Re: Original History Implementation Considerations from John S. Erickson on 2003-05-23 (www-rdf-dspace@w3.org from May 2003)

From: John S. Erickson <john.erickson@hp.com>
Date: Fri, 23 May 2003 11:30:39 -0400
To: <www-rdf-dspace@w3.org>
Message-ID: <006e01c32140$45a6d1d0$7394190f@johnse3>

Mick passed along the History System Requirements document...

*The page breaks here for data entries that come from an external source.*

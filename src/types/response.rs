//! Response type returned by the controller.
//!
//! Responses are fully buffered, so taking the copy that goes into the dynamic
//! cache is a plain clone made before the original is handed back.

use serde::{Deserialize, Serialize};

/// Message carried in the synthetic offline body.
pub const OFFLINE_MESSAGE: &str = "This content is not available offline";

/// How the response relates to the requesting origin.
#[derive(Debug, Clone, Copy, PartialEq, Eq, Serialize, Deserialize, Default)]
#[serde(rename_all = "lowercase")]
pub enum ResponseType {
    /// Same-origin response.
    #[default]
    Basic,
    /// Cross-origin response readable by the page.
    Cors,
    /// Cross-origin response the page cannot read.
    Opaque,
}

impl ResponseType {
    /// Returns the string representation of the response type.
    pub fn as_str(&self) -> &'static str {
        match self {
            ResponseType::Basic => "basic",
            ResponseType::Cors => "cors",
            ResponseType::Opaque => "opaque",
        }
    }
}

/// A buffered HTTP response.
#[derive(Debug, Clone, PartialEq, Serialize, Deserialize)]
pub struct Response {
    pub status: u16,
    pub status_text: String,
    pub headers: Vec<(String, String)>,
    #[serde(default)]
    pub body: Vec<u8>,
    pub kind: ResponseType,
    /// Final URL after redirects, when known.
    pub url: Option<String>,
}

/// JSON body of the synthetic offline response.
#[derive(Debug, Serialize, Deserialize)]
struct OfflineBody<'a> {
    error: &'a str,
    message: &'a str,
    url: &'a str,
}

impl Response {
    /// Creates a basic response with the given status and body.
    pub fn new(status: u16, body: impl Into<Vec<u8>>) -> Self {
        Self {
            status,
            status_text: reason_phrase(status).to_string(),
            headers: Vec::new(),
            body: body.into(),
            kind: ResponseType::Basic,
            url: None,
        }
    }

    /// Builder: adds a header.
    pub fn with_header(mut self, name: impl Into<String>, value: impl Into<String>) -> Self {
        self.headers.push((name.into(), value.into()));
        self
    }

    /// Builder: sets the response type.
    pub fn with_kind(mut self, kind: ResponseType) -> Self {
        self.kind = kind;
        self
    }

    /// Builder: sets the final URL.
    pub fn with_url(mut self, url: impl Into<String>) -> Self {
        self.url = Some(url.into());
        self
    }

    /// Builds the 503 JSON response served when a non-navigation fetch fails offline.
    pub fn offline(url: &str) -> Self {
        let body = OfflineBody {
            error: "Offline",
            message: OFFLINE_MESSAGE,
            url,
        };
        // Serializing three string fields cannot fail.
        let json = serde_json::to_vec(&body).unwrap_or_default();
        Self::new(503, json).with_header("Content-Type", "application/json")
    }

    /// Returns true for 2xx statuses.
    pub fn ok(&self) -> bool {
        (200..300).contains(&self.status)
    }

    /// Returns true if this response may be stored in the dynamic cache.
    pub fn is_cacheable(&self) -> bool {
        self.status == 200 && self.kind == ResponseType::Basic
    }

    /// Returns a header value by case-insensitive name.
    pub fn header(&self, name: &str) -> Option<&str> {
        self.headers
            .iter()
            .find(|(k, _)| k.eq_ignore_ascii_case(name))
            .map(|(_, v)| v.as_str())
    }

    /// Returns the body as UTF-8 text, if it is valid UTF-8.
    pub fn text(&self) -> Option<&str> {
        std::str::from_utf8(&self.body).ok()
    }

    /// Parses the body as JSON.
    pub fn json(&self) -> Option<serde_json::Value> {
        serde_json::from_slice(&self.body).ok()
    }
}

/// Canonical reason phrase for the statuses the controller produces.
fn reason_phrase(status: u16) -> &'static str {
    match status {
        200 => "OK",
        201 => "Created",
        204 => "No Content",
        301 => "Moved Permanently",
        302 => "Found",
        304 => "Not Modified",
        400 => "Bad Request",
        403 => "Forbidden",
        404 => "Not Found",
        500 => "Internal Server Error",
        502 => "Bad Gateway",
        503 => "Service Unavailable",
        _ => "",
    }
}

#[cfg(test)]
mod tests {
    use super::*;

    #[test]
    fn offline_response_shape() {
        let resp = Response::offline("http://localhost:5173/api/personas");
        assert_eq!(resp.status, 503);
        assert_eq!(resp.status_text, "Service Unavailable");
        assert_eq!(resp.header("content-type"), Some("application/json"));

        let body = resp.json().unwrap();
        assert_eq!(body["error"], "Offline");
        assert_eq!(body["message"], OFFLINE_MESSAGE);
        assert_eq!(body["url"], "http://localhost:5173/api/personas");
    }

    #[test]
    fn offline_body_field_order() {
        let resp = Response::offline("u");
        assert_eq!(
            resp.text().unwrap(),
            r#"{"error":"Offline","message":"This content is not available offline","url":"u"}"#
        );
    }

    #[test]
    fn cacheable_requires_200_basic() {
        assert!(Response::new(200, "x").is_cacheable());
        assert!(!Response::new(204, "").is_cacheable());
        assert!(!Response::new(404, "").is_cacheable());
        assert!(!Response::new(200, "x")
            .with_kind(ResponseType::Opaque)
            .is_cacheable());
        assert!(!Response::new(200, "x")
            .with_kind(ResponseType::Cors)
            .is_cacheable());
    }

    #[test]
    fn ok_range() {
        assert!(Response::new(200, "").ok());
        assert!(Response::new(299, "").ok());
        assert!(!Response::new(304, "").ok());
        assert!(!Response::new(503, "").ok());
    }
}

Mick, thanks for sending this out --- hopefully, it will help scope the
current effort.

An observation: the search for storage and operational efficiency for the
History System might give us the long-term answer to the "what should be
named" question, esp. if one of the long-term applications of the History
System is to facilitate state recovery.

Imagine the following operational policy:

* Every state of an item will be assigned a unique, persistent name

The implication of this is that an "item" is potentially a hierarchy (more
accurately, a network of relationships); while the higher-level name of the
item remains constant, each version of the item will be named and related to
the higher-level item.

This could be implemented in several ways; one is for the "high-level" item to
encapsulate all versions ( i.e. aggregrating a bunch of "version" properties
only), or alternatively also carrying the properties of the current version
(good ontology design would not allow a "versions" aggregator, akin to
collections in OOP; this is where object design and ontology design depart).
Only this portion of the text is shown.